** Exercise directions **
Write out the line that has "1, 1, 255)).unwrap();" in it, along with each line that comes after it until the listing ends, and add nothing.

** Input data **
☆ ☆ ☆ ☆ ☆ ☆ ☆
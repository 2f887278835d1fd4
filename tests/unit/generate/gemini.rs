use base64::Engine as _;
use httpmock::MockServer;
use serde_json::json;

use super::*;

fn client(server: &MockServer) -> GeminiClient {
    GeminiClient::new(Client::new(), &server.url("/v1beta"), Some("gk".into()))
}

#[tokio::test]
async fn text_joins_parts() {
    let server = MockServer::start();
    let mock = server.mock(|when, then| {
        when.method("POST")
            .path("/v1beta/models/gemini-2.5-flash:generateContent")
            .header("x-goog-api-key", "gk");
        then.status(200).json_body(json!({
            "candidates": [{ "content": { "parts": [{ "text": "one " }, { "text": "two" }] } }]
        }));
    });

    let out = client(&server)
        .text("gemini-2.5-flash", Some("sys"), "raw", 64)
        .await
        .unwrap();
    assert_eq!(out, "one two");
    mock.assert();
}

#[tokio::test]
async fn image_reads_inline_data_and_sends_reference() {
    let payload = base64::engine::general_purpose::STANDARD.encode(b"img");
    let server = MockServer::start();
    let mock = server.mock(|when, then| {
        when.method("POST")
            .path(format!("/v1beta/models/{IMAGE_MODEL}:generateContent"))
            .body_includes("inlineData")
            .body_includes("\"aspectRatio\":\"4:5\"");
        then.status(200).json_body(json!({
            "candidates": [{ "content": { "parts": [
                { "text": "here you go" },
                { "inlineData": { "mimeType": "image/png", "data": payload } }
            ] } }]
        }));
    });

    let out = client(&server)
        .image("scene", AspectRatio::Portrait4x5, Some(&b"\x89PNG\r\n\x1a\n"[..]))
        .await
        .unwrap();
    assert_eq!(out, b"img");
    mock.assert();
}

#[tokio::test]
async fn text_only_reply_to_image_request_fails() {
    let server = MockServer::start();
    server.mock(|when, then| {
        when.method("POST");
        then.status(200).json_body(json!({
            "candidates": [{ "content": { "parts": [{ "text": "I cannot draw that" }] } }]
        }));
    });
    let err = client(&server)
        .image("scene", AspectRatio::Square, None)
        .await
        .unwrap_err();
    assert!(matches!(err, CarouselError::Provider(_)));
}
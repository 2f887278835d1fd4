use reqwest::{Client, header::AUTHORIZATION};
use serde_json::{Value, json};

use crate::{
    assets::decode::{encode_data_uri, sniff_mime},
    foundation::error::{CarouselError, CarouselResult},
    generate::{
        http::{download, json_or_error, str_at, trim_base},
        provider::{GeneratedVideo, VideoModel, VideoRequest},
    },
    jobs::poll::{FalQueueTask, PollOpts, poll_until_terminal},
    layout::canvas::AspectRatio,
};

const PROVIDER: &str = "fal";
pub const KONTEXT_EDIT: &str = "fal-ai/flux-pro/kontext";
pub const KONTEXT_TEXT: &str = "fal-ai/flux-pro/kontext/text-to-image";
pub const FLUX_LORA: &str = "fal-ai/flux-lora";
pub const LORA_TRAINING: &str = "fal-ai/flux-lora-fast-training";

/// Queue path for a Kling clip, animated from a start frame or from text alone.
pub fn kling_path(model: VideoModel, from_image: bool) -> String {
    let mode = if from_image { "image-to-video" } else { "text-to-video" };
    format!("fal-ai/kling-video/v3/{}/{mode}", model.tier())
}

/// `image_size` preset for the Flux LoRA endpoint.
pub fn lora_image_size(aspect: AspectRatio) -> &'static str {
    match aspect {
        AspectRatio::Portrait9x16 => "portrait_16_9",
        AspectRatio::Portrait4x5 => "portrait_4_3",
        AspectRatio::Square => "square_hd",
    }
}

/// Trained LoRA weights.
#[derive(Clone, Debug, PartialEq, Eq)]
pub struct LoraWeights {
    pub weights_url: String,
    pub config_url: Option<String>,
}

/// fal.ai client: synchronous Flux runs plus queued Kling video and LoRA training.
#[derive(Clone, Debug)]
pub struct FalClient {
    http: Client,
    base: String,
    queue_base: String,
    key: Option<String>,
    poll: PollOpts,
}

impl FalClient {
    pub fn new(
        http: Client,
        base: &str,
        queue_base: &str,
        key: Option<String>,
        poll: PollOpts,
    ) -> Self {
        Self {
            http,
            base: trim_base(base).to_string(),
            queue_base: trim_base(queue_base).to_string(),
            key,
            poll,
        }
    }

    pub fn is_available(&self) -> bool {
        self.key.is_some()
    }

    fn key(&self) -> CarouselResult<&str> {
        self.key
            .as_deref()
            .ok_or_else(|| CarouselError::unavailable(PROVIDER))
    }

    async fn post(&self, url: String, payload: &Value) -> CarouselResult<Value> {
        let resp = self
            .http
            .post(url)
            .header(AUTHORIZATION, format!("Key {}", self.key()?))
            .json(payload)
            .send()
            .await?;
        json_or_error(PROVIDER, resp).await
    }

    /// Run a model synchronously and return its JSON output.
    pub async fn run(&self, model_path: &str, payload: &Value) -> CarouselResult<Value> {
        self.post(format!("{}/{model_path}", self.base), payload).await
    }

    /// Put a request on the queue.
    pub async fn submit(&self, model_path: &str, payload: &Value) -> CarouselResult<FalQueueTask> {
        let body = self
            .post(format!("{}/{model_path}", self.queue_base), payload)
            .await?;
        let task = FalQueueTask::from_submit(self.http.clone(), self.key()?, &body)?;
        tracing::info!(model = model_path, request_id = %task.request_id, "queued fal request");
        Ok(task)
    }

    async fn first_image(&self, output: &Value) -> CarouselResult<Vec<u8>> {
        let url = str_at(PROVIDER, output, "/images/0/url")?;
        download(&self.http, PROVIDER, url).await
    }

    /// Flux Kontext: edit a reference image, or text-to-image without one.
    #[tracing::instrument(level = "debug", skip(self, prompt, reference))]
    pub async fn kontext(
        &self,
        prompt: &str,
        aspect: AspectRatio,
        reference: Option<&[u8]>,
    ) -> CarouselResult<Vec<u8>> {
        let mut payload = json!({
            "prompt": prompt,
            "aspect_ratio": aspect.tag(),
            "output_format": "png",
            "sync_mode": true,
        });
        let path = match reference {
            Some(bytes) => {
                payload["image_url"] = Value::String(encode_data_uri(sniff_mime(bytes), bytes));
                KONTEXT_EDIT
            }
            None => KONTEXT_TEXT,
        };
        let output = self.run(path, &payload).await?;
        self.first_image(&output).await
    }

    #[tracing::instrument(level = "debug", skip(self, prompt))]
    pub async fn lora(
        &self,
        weights_url: &str,
        prompt: &str,
        aspect: AspectRatio,
    ) -> CarouselResult<Vec<u8>> {
        let payload = json!({
            "prompt": prompt,
            "image_size": lora_image_size(aspect),
            "loras": [{ "path": weights_url, "scale": 1.0 }],
            "output_format": "png",
            "sync_mode": true,
        });
        let output = self.run(FLUX_LORA, &payload).await?;
        self.first_image(&output).await
    }

    /// Queue a Kling clip, poll it to completion, then download the video.
    #[tracing::instrument(level = "debug", skip(self, req), fields(model = req.model.id()))]
    pub async fn video(&self, req: &VideoRequest) -> CarouselResult<GeneratedVideo> {
        let mut payload = json!({
            "prompt": req.prompt,
            "duration": req.duration_secs.to_string(),
            "aspect_ratio": req.aspect.tag(),
            "generate_audio": req.generate_audio,
        });
        if let Some(frame) = req.start_frame.as_deref() {
            payload["image_url"] = Value::String(encode_data_uri(sniff_mime(frame), frame));
        }
        let path = kling_path(req.model, req.start_frame.is_some());

        let task = self.submit(&path, &payload).await?;
        let output = poll_until_terminal(&task, self.poll).await?;
        let url = str_at(PROVIDER, &output, "/video/url")
            .map_err(|_| CarouselError::provider("fal reported success but returned no video url"))?
            .to_string();
        let bytes = download(&self.http, PROVIDER, &url).await?;
        Ok(GeneratedVideo {
            bytes,
            source_url: url,
        })
    }

    /// Train a Flux LoRA from a zip of images and wait for the weights.
    #[tracing::instrument(level = "info", skip(self, images_zip_url))]
    pub async fn train_lora(
        &self,
        images_zip_url: &str,
        trigger_word: &str,
    ) -> CarouselResult<LoraWeights> {
        let payload = json!({
            "images_data_url": images_zip_url,
            "trigger_word": trigger_word,
        });
        let task = self.submit(LORA_TRAINING, &payload).await?;
        let output = poll_until_terminal(&task, self.poll).await?;
        Ok(LoraWeights {
            weights_url: str_at(PROVIDER, &output, "/diffusers_lora_file/url")?.to_string(),
            config_url: output
                .pointer("/config_file/url")
                .and_then(Value::as_str)
                .map(str::to_string),
        })
    }
}

#[cfg(test)]
#[path = "../../tests/unit/generate/fal.rs"]
mod tests;
keyword_enum! {
    pub enum SizeTier {
        Small => "small",
        Medium => "medium",
        Large => "large",
    }
    default = Medium;
}

keyword_enum! {
    pub enum HighlightStyle {
        Subtle => "subtle",
        Solid => "solid",
        Off => "none",
    }
    default = Subtle;
}

keyword_enum! {
    /// Anchor points for figure insets.
    pub enum FigureAnchor {
        TopLeft => "top-left",
        TopCenter => "top-center",
        TopRight => "top-right",
        CenterLeft => "center-left",
        CenterRight => "center-right",
        BottomLeft => "bottom-left",
        BottomCenter => "bottom-center",
        BottomRight => "bottom-right",
    }
    default = CenterRight;
}

keyword_enum! {
    /// Anchor points for the brand icon watermark.
    pub enum IconPosition {
        BottomRight => "bottom-right",
        BottomLeft => "bottom-left",
        TopRight => "top-right",
        TopLeft => "top-left",
        MidRight => "mid-right",
    }
    default = BottomRight;
}

keyword_enum! {
    pub enum Quality {
        Low => "low",
        Medium => "medium",
        High => "high",
    }
    default = High;
}

/// Numbers that arrive either as JSON numbers or numeric strings.
pub(crate) mod lenient {
    use serde::{Deserialize, Deserializer, de::Error as _};

    #[derive(Deserialize)]
    #[serde(untagged)]
    enum NumOrStr {
        Num(f64),
        Str(String),
    }

    fn to_f64<E: serde::de::Error>(v: NumOrStr) -> Result<Option<f64>, E> {
        match v {
            NumOrStr::Num(n) => Ok(Some(n)),
            NumOrStr::Str(s) if s.trim().is_empty() => Ok(None),
            NumOrStr::Str(s) => s
                .trim()
                .parse::<f64>()
                .map(Some)
                .map_err(|_| E::custom(format!("'{s}' is not a number"))),
        }
    }

    pub fn opt_number<'de, D: Deserializer<'de>>(d: D) -> Result<Option<f64>, D::Error> {
        match Option::<NumOrStr>::deserialize(d)? {
            Some(v) => to_f64(v),
            None => Ok(None),
        }
    }

    pub fn number<'de, D: Deserializer<'de>>(d: D) -> Result<f64, D::Error> {
        opt_number(d)?.ok_or_else(|| D::Error::custom("expected a number"))
    }

    pub fn number_f32<'de, D: Deserializer<'de>>(d: D) -> Result<f32, D::Error> {
        number(d).map(|v| v as f32)
    }

    pub fn count<'de, D: Deserializer<'de>>(d: D) -> Result<u32, D::Error> {
        let v = number(d)?;
        if !(0.0..=f64::from(u32::MAX)).contains(&v) {
            return Err(D::Error::custom(format!("{v} is out of range")));
        }
        Ok(v.round() as u32)
    }
}

/// Copy shared by every slide type.
#[derive(Clone, Debug, Default, PartialEq, Serialize, Deserialize)]
#[serde(rename_all = "camelCase", default)]
pub struct SlideCopy {
    pub micro_label: String,
    pub headline: String,
    pub body: String,
    pub highlight_phrase: Option<String>,
}

impl SlideCopy {
    pub fn highlight(&self) -> Option<&str> {
        self.highlight_phrase
            .as_deref()
            .map(str::trim)
            .filter(|p| !p.is_empty())
    }
}

#[derive(Clone, Copy, Debug, PartialEq, Eq)]
pub enum TextElement {
    Micro,
    Headline,
    Body,
}
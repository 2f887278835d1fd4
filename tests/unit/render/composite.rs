use super::*;
use crate::foundation::core::Rgba8Premul;

#[test]
fn over_opacity_0_is_noop() {
    let dst = [10, 20, 30, 40];
    let src = [200, 150, 100, 255];
    assert_eq!(over(dst, src, 0.0), dst);
}

#[test]
fn over_src_opaque_replaces_dst() {
    assert_eq!(over([10, 20, 30, 255], [1, 2, 3, 255], 1.0), [1, 2, 3, 255]);
}

#[test]
fn over_dst_transparent_returns_scaled_src() {
    assert_eq!(over([0, 0, 0, 0], [100, 50, 0, 200], 0.5), [50, 25, 0, 100]);
}

#[test]
fn over_at_clips_to_destination() {
    let mut dst = Surface::new(4, 4).unwrap();
    let src = Surface::filled(3, 3, Rgba8Premul::from_straight_rgba(255, 0, 0, 255)).unwrap();
    over_at(&mut dst, &src, 2, -1, 1.0).unwrap();

    assert_eq!(dst.pixel(2, 0), Some([255, 0, 0, 255]));
    assert_eq!(dst.pixel(3, 1), Some([255, 0, 0, 255]));
    assert_eq!(dst.pixel(3, 2), Some([0, 0, 0, 0]));
    assert_eq!(dst.pixel(1, 0), Some([0, 0, 0, 0]));
}

#[test]
fn over_at_fully_outside_is_noop() {
    let mut dst = Surface::new(4, 4).unwrap();
    let before = dst.clone();
    let src = Surface::filled(2, 2, Rgba8Premul::from_straight_rgba(1, 1, 1, 255)).unwrap();
    over_at(&mut dst, &src, 10, 10, 1.0).unwrap();
    over_at(&mut dst, &src, -2, 0, 1.0).unwrap();
    assert_eq!(dst, before);
}

#[test]
fn round_corners_clears_corners_and_keeps_center() {
    let mut s = Surface::filled(20, 20, Rgba8Premul::from_straight_rgba(255, 255, 255, 255)).unwrap();
    round_corners(&mut s, 8.0);
    assert_eq!(s.pixel(0, 0).unwrap()[3], 0);
    assert_eq!(s.pixel(19, 19).unwrap()[3], 0);
    assert_eq!(s.pixel(10, 10).unwrap()[3], 255);
    assert_eq!(s.pixel(10, 0).unwrap()[3], 255);
}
☆ ☆ ☆ ☆ ☆ ☆ ☆
** Task solution **
    let src = Surface::filled(2, 2, Rgba8Premul::from_straight_rgba(1, 1, 1, 255)).unwrap();
    over_at(&mut dst, &src, 10, 10, 1.0).unwrap();
    over_at(&mut dst, &src, -2, 0, 1.0).unwrap();
    assert_eq!(dst, before);
}

#[test]
fn round_corners_clears_corners_and_keeps_center() {
    let mut s = Surface::filled(20, 20, Rgba8Premul::from_straight_rgba(255, 255, 255, 255)).unwrap();
    round_corners(&mut s, 8.0);
    assert_eq!(s.pixel(0, 0).unwrap()[3], 0);
    assert_eq!(s.pixel(19, 19).unwrap()[3], 0);
    assert_eq!(s.pixel(10, 10).unwrap()[3], 255);
    assert_eq!(s.pixel(10, 0).unwrap()[3], 255);
}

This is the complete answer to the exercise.